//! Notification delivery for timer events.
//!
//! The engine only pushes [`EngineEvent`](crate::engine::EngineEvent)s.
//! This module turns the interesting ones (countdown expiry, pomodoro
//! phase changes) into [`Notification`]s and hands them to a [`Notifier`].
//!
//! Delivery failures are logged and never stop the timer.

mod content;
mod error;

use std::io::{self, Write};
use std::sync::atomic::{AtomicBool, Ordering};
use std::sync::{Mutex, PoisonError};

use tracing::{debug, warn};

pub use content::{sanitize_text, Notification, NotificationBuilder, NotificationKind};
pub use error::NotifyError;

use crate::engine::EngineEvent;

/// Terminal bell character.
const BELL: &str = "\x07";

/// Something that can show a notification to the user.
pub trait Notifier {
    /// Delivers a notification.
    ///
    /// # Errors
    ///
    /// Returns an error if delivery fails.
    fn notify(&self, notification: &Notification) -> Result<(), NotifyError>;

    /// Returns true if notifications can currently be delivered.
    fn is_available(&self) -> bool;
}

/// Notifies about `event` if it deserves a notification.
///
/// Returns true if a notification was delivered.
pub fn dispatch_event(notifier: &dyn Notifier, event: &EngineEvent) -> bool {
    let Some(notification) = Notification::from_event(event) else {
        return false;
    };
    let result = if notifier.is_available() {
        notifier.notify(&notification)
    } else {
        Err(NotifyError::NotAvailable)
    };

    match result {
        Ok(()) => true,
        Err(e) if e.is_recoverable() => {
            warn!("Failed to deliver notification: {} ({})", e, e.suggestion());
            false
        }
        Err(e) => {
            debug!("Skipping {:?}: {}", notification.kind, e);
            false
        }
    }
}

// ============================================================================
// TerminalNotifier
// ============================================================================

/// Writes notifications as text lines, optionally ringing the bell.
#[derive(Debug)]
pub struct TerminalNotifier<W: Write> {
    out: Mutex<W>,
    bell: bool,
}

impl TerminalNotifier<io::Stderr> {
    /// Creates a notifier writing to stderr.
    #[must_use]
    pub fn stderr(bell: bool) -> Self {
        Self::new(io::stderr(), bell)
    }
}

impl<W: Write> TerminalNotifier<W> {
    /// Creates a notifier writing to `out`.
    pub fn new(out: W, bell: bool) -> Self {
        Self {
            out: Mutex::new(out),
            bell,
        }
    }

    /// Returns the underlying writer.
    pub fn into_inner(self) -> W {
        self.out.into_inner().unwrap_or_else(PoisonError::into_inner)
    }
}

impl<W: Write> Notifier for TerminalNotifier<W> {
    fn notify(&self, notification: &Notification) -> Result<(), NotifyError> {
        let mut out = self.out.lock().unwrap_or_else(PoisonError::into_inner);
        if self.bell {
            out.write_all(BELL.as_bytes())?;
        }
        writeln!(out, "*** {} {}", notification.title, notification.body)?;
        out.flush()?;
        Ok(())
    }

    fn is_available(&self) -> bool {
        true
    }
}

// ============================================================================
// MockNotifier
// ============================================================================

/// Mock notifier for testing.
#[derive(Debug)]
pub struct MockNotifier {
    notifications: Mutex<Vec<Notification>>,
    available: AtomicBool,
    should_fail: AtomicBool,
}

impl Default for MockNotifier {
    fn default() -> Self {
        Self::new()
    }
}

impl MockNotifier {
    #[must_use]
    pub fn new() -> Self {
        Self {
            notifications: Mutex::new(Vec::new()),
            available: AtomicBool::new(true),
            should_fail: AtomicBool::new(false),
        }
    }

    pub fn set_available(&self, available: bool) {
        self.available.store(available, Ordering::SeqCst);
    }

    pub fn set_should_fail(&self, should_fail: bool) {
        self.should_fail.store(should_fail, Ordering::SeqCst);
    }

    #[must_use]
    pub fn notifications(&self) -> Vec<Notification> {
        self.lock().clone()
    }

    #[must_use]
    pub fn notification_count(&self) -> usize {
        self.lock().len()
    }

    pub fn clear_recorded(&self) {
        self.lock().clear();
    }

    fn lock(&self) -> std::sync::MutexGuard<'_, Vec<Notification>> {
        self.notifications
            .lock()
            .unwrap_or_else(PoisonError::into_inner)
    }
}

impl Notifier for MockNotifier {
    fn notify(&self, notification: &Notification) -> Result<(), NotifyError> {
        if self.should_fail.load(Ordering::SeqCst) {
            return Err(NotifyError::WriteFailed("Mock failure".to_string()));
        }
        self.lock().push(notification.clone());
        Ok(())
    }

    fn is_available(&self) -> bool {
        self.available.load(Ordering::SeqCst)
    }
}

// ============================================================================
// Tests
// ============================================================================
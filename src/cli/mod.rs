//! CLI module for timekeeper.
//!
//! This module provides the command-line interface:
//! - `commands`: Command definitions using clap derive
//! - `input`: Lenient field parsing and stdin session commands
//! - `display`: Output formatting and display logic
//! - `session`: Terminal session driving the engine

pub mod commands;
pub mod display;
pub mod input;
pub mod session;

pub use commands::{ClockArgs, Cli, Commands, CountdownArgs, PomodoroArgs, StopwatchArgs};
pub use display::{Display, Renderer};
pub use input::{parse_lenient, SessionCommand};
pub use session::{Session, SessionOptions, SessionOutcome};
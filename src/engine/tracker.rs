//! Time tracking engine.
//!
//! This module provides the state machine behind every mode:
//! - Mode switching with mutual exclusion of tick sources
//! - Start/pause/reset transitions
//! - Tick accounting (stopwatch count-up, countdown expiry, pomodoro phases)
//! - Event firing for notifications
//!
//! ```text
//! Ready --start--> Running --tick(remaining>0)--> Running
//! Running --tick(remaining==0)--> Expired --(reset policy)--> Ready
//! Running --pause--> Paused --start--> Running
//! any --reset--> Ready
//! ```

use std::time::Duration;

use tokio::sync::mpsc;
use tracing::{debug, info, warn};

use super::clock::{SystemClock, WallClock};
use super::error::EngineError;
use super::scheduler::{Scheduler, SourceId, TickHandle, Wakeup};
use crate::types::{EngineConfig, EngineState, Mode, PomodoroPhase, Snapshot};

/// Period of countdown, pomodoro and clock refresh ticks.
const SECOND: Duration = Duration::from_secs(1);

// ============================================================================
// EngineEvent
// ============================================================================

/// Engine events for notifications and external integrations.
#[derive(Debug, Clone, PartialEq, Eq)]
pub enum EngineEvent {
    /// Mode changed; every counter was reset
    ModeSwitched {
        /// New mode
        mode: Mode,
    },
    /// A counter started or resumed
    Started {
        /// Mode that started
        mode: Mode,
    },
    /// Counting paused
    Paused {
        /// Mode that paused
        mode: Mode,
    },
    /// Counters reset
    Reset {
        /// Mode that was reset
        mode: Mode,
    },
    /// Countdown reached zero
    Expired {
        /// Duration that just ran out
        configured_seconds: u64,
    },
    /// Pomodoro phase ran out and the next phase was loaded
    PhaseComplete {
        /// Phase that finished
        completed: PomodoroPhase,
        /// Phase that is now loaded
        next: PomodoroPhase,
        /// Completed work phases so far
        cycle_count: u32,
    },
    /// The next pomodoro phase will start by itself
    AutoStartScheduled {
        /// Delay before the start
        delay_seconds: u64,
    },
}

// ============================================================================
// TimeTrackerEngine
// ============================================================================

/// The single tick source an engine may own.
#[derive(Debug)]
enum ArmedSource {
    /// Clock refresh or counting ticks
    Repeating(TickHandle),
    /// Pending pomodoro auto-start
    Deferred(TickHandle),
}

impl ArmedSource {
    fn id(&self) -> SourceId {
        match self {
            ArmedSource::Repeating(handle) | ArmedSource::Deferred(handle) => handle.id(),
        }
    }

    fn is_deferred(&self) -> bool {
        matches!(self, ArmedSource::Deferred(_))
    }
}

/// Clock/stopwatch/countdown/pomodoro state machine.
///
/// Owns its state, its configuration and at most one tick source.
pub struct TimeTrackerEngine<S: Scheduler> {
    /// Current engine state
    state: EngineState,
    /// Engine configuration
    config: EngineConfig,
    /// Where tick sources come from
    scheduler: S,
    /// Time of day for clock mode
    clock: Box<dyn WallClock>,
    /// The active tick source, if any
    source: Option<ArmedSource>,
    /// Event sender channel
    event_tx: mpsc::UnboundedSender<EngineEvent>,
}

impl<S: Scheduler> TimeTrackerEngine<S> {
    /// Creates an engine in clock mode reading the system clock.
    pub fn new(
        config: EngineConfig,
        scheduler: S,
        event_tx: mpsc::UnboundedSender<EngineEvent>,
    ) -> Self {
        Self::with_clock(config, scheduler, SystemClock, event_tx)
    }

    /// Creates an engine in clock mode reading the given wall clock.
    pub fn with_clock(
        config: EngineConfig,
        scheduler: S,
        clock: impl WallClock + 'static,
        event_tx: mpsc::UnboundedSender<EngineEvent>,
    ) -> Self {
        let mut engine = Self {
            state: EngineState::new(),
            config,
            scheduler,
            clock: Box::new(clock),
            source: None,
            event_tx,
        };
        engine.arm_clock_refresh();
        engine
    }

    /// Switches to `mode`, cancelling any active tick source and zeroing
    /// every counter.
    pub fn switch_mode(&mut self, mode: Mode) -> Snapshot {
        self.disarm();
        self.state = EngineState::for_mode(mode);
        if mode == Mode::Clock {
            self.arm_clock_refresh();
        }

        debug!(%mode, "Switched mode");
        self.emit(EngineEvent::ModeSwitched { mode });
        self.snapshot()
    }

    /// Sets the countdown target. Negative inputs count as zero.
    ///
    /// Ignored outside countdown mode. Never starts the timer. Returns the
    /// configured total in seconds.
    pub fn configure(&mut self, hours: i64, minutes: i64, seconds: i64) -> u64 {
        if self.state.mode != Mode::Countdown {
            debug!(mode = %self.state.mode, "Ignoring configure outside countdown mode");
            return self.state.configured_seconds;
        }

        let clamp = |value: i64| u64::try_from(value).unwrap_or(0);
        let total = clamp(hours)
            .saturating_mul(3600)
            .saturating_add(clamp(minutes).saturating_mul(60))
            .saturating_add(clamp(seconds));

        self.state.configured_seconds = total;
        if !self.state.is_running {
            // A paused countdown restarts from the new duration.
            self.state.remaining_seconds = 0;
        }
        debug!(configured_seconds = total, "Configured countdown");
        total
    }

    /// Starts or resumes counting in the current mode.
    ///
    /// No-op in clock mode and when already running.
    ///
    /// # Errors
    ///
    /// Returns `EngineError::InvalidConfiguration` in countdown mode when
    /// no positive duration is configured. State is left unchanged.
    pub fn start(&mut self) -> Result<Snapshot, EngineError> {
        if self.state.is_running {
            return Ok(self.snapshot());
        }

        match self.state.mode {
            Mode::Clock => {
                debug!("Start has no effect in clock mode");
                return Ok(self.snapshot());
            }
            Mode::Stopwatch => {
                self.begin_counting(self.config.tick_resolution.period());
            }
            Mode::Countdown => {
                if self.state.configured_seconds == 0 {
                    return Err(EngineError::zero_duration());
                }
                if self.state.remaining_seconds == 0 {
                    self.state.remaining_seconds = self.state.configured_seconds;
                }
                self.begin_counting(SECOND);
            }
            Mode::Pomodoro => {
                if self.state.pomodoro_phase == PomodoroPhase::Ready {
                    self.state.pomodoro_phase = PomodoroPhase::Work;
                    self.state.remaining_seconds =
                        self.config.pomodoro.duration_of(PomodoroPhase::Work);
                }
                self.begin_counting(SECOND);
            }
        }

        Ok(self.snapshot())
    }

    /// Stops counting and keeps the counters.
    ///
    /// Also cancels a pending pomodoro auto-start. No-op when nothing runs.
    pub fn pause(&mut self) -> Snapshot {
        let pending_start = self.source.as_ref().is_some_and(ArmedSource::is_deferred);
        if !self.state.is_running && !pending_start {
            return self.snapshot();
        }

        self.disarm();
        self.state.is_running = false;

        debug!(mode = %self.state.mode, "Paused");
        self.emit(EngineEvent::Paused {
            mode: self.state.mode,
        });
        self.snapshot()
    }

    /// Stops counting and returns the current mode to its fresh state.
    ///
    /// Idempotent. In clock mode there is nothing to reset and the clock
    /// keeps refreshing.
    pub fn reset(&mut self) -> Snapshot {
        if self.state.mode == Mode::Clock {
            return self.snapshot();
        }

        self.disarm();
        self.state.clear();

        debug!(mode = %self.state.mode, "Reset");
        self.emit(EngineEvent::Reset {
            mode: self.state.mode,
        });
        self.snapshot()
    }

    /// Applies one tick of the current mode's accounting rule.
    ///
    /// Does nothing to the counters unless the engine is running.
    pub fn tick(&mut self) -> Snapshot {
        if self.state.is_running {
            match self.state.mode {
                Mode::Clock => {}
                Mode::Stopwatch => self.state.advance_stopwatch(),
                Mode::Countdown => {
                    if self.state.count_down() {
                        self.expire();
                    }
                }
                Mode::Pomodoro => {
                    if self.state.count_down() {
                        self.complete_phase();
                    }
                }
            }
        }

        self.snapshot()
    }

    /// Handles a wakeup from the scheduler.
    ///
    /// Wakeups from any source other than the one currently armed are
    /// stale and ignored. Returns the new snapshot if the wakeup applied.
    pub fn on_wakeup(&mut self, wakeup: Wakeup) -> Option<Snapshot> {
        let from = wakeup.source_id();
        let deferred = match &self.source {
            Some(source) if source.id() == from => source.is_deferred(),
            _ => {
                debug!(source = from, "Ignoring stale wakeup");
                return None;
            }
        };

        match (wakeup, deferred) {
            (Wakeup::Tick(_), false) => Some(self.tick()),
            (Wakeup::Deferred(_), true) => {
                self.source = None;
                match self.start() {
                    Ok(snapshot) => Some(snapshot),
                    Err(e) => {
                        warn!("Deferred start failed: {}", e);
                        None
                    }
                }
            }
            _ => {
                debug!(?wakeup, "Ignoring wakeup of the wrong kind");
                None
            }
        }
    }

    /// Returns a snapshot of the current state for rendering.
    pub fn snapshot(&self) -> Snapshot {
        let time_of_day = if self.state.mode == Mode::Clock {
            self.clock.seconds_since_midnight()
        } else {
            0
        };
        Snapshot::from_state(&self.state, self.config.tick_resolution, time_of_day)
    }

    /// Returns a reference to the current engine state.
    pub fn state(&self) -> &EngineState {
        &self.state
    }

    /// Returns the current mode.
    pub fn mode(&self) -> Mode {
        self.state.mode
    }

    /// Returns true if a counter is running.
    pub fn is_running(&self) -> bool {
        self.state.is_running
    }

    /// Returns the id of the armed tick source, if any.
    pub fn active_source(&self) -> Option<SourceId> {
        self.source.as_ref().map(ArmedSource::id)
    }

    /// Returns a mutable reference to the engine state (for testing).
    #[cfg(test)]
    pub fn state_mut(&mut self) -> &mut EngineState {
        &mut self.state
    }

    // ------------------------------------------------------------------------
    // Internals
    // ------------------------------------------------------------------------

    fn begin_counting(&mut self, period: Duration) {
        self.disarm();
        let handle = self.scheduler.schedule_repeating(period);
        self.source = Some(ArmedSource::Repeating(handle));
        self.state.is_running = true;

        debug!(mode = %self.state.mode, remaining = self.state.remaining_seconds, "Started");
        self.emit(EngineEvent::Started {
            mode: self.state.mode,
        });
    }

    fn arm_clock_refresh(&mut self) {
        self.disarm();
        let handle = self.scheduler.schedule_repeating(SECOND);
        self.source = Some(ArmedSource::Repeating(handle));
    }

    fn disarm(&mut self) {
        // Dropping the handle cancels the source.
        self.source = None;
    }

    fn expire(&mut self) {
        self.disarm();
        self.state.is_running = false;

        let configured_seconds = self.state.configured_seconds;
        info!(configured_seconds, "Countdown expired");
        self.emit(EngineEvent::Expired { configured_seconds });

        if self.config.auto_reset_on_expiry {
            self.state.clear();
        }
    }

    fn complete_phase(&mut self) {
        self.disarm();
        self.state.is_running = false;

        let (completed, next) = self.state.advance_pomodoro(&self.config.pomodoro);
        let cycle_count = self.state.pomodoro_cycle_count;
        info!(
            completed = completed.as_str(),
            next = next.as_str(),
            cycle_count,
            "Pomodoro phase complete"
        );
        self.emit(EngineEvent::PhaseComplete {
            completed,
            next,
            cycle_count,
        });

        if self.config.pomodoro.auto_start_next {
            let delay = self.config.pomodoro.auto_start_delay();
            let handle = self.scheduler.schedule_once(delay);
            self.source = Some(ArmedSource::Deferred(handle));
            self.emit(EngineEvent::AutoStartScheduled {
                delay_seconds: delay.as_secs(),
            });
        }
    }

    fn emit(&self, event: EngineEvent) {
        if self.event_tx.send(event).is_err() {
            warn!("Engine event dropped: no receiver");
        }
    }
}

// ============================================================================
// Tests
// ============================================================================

· · · · ·

Using the listing above, show each line holding the string "display".

//! - `display`: Output formatting and display logic
pub mod display;
pub use display::{Display, Renderer};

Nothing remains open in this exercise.